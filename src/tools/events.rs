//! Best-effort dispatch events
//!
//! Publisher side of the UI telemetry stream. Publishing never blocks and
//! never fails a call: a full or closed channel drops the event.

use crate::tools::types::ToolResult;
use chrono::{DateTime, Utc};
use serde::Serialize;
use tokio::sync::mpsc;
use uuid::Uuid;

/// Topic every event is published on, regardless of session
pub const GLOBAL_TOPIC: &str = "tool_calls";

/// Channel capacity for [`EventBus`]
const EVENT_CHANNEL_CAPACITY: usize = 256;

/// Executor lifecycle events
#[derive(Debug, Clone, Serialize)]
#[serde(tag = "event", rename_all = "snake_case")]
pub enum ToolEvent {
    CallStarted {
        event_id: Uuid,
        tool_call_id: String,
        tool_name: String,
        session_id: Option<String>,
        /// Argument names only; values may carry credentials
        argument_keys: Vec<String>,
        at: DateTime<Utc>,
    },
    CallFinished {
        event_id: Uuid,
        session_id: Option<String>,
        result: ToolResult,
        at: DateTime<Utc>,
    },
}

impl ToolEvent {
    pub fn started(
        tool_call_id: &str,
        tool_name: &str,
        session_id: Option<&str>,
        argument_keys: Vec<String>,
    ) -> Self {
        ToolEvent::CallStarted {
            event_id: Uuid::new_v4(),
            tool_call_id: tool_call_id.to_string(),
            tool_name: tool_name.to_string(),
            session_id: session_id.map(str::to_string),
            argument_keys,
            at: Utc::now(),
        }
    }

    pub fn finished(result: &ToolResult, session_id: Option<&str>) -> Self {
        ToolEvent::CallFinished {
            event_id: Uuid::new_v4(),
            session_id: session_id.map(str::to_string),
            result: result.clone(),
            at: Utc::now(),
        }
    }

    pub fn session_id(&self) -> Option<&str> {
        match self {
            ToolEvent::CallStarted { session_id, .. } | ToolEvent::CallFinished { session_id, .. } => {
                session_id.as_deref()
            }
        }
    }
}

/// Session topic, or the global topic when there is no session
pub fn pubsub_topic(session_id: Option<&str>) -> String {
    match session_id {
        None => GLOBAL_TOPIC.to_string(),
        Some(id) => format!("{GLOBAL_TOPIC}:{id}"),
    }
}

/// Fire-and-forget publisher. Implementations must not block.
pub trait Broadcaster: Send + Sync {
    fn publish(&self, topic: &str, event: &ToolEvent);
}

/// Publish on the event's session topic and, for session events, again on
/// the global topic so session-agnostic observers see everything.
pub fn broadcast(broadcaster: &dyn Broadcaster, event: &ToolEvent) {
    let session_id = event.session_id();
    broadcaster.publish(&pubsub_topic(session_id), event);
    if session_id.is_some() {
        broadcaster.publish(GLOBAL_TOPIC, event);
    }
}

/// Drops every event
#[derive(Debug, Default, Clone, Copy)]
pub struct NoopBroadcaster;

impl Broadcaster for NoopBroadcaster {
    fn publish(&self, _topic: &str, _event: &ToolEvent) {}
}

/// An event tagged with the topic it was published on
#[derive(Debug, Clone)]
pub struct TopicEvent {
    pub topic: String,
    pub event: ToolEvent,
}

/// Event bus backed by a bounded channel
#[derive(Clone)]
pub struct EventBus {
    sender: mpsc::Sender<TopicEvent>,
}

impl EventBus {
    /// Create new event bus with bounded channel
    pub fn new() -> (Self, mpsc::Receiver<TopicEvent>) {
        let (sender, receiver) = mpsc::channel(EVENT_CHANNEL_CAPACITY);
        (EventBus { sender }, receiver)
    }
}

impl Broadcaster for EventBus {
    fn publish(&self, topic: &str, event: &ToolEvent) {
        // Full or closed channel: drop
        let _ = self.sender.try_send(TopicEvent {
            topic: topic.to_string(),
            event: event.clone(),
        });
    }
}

---

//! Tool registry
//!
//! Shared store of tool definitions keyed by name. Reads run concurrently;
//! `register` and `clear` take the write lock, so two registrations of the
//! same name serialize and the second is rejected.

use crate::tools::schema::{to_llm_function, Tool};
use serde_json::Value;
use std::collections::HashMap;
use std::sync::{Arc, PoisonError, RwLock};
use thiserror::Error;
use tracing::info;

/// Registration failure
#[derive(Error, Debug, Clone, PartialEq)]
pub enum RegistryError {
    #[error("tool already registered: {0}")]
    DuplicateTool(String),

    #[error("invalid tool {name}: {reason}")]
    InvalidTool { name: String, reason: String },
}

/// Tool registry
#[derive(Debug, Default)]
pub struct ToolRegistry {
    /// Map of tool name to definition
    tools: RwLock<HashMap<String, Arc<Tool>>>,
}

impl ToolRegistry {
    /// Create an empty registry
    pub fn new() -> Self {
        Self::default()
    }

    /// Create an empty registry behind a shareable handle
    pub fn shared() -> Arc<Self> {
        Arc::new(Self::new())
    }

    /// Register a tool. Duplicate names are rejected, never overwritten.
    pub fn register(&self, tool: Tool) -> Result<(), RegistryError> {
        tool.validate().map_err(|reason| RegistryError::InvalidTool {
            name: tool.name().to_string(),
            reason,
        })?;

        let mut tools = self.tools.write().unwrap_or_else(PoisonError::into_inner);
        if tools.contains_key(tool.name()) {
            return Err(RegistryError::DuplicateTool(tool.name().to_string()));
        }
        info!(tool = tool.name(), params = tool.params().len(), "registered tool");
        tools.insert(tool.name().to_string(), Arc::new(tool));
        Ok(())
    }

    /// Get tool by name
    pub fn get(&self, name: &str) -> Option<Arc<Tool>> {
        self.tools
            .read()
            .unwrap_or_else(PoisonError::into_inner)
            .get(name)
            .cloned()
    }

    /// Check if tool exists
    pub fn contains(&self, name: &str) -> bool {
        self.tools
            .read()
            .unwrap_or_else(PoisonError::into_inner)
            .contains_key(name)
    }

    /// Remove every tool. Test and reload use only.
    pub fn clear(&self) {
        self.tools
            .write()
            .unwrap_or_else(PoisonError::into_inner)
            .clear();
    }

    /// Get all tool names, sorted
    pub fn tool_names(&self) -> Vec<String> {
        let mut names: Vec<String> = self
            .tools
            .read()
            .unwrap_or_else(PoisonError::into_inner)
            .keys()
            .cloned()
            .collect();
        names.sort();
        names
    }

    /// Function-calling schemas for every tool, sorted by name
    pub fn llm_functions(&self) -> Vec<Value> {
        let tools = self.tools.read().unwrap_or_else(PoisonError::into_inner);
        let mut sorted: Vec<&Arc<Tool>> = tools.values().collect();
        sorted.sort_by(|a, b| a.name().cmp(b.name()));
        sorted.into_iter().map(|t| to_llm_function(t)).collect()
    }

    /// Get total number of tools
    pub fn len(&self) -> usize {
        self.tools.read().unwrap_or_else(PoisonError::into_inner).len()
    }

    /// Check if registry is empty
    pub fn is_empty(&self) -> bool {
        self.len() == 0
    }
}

◆ What this task involves
Your answer should consist of the lines above that hold the word "HashMap", copied exactly.

◆ Reply to the exercise
use std::collections::HashMap;
    tools: RwLock<HashMap<String, Arc<Tool>>>,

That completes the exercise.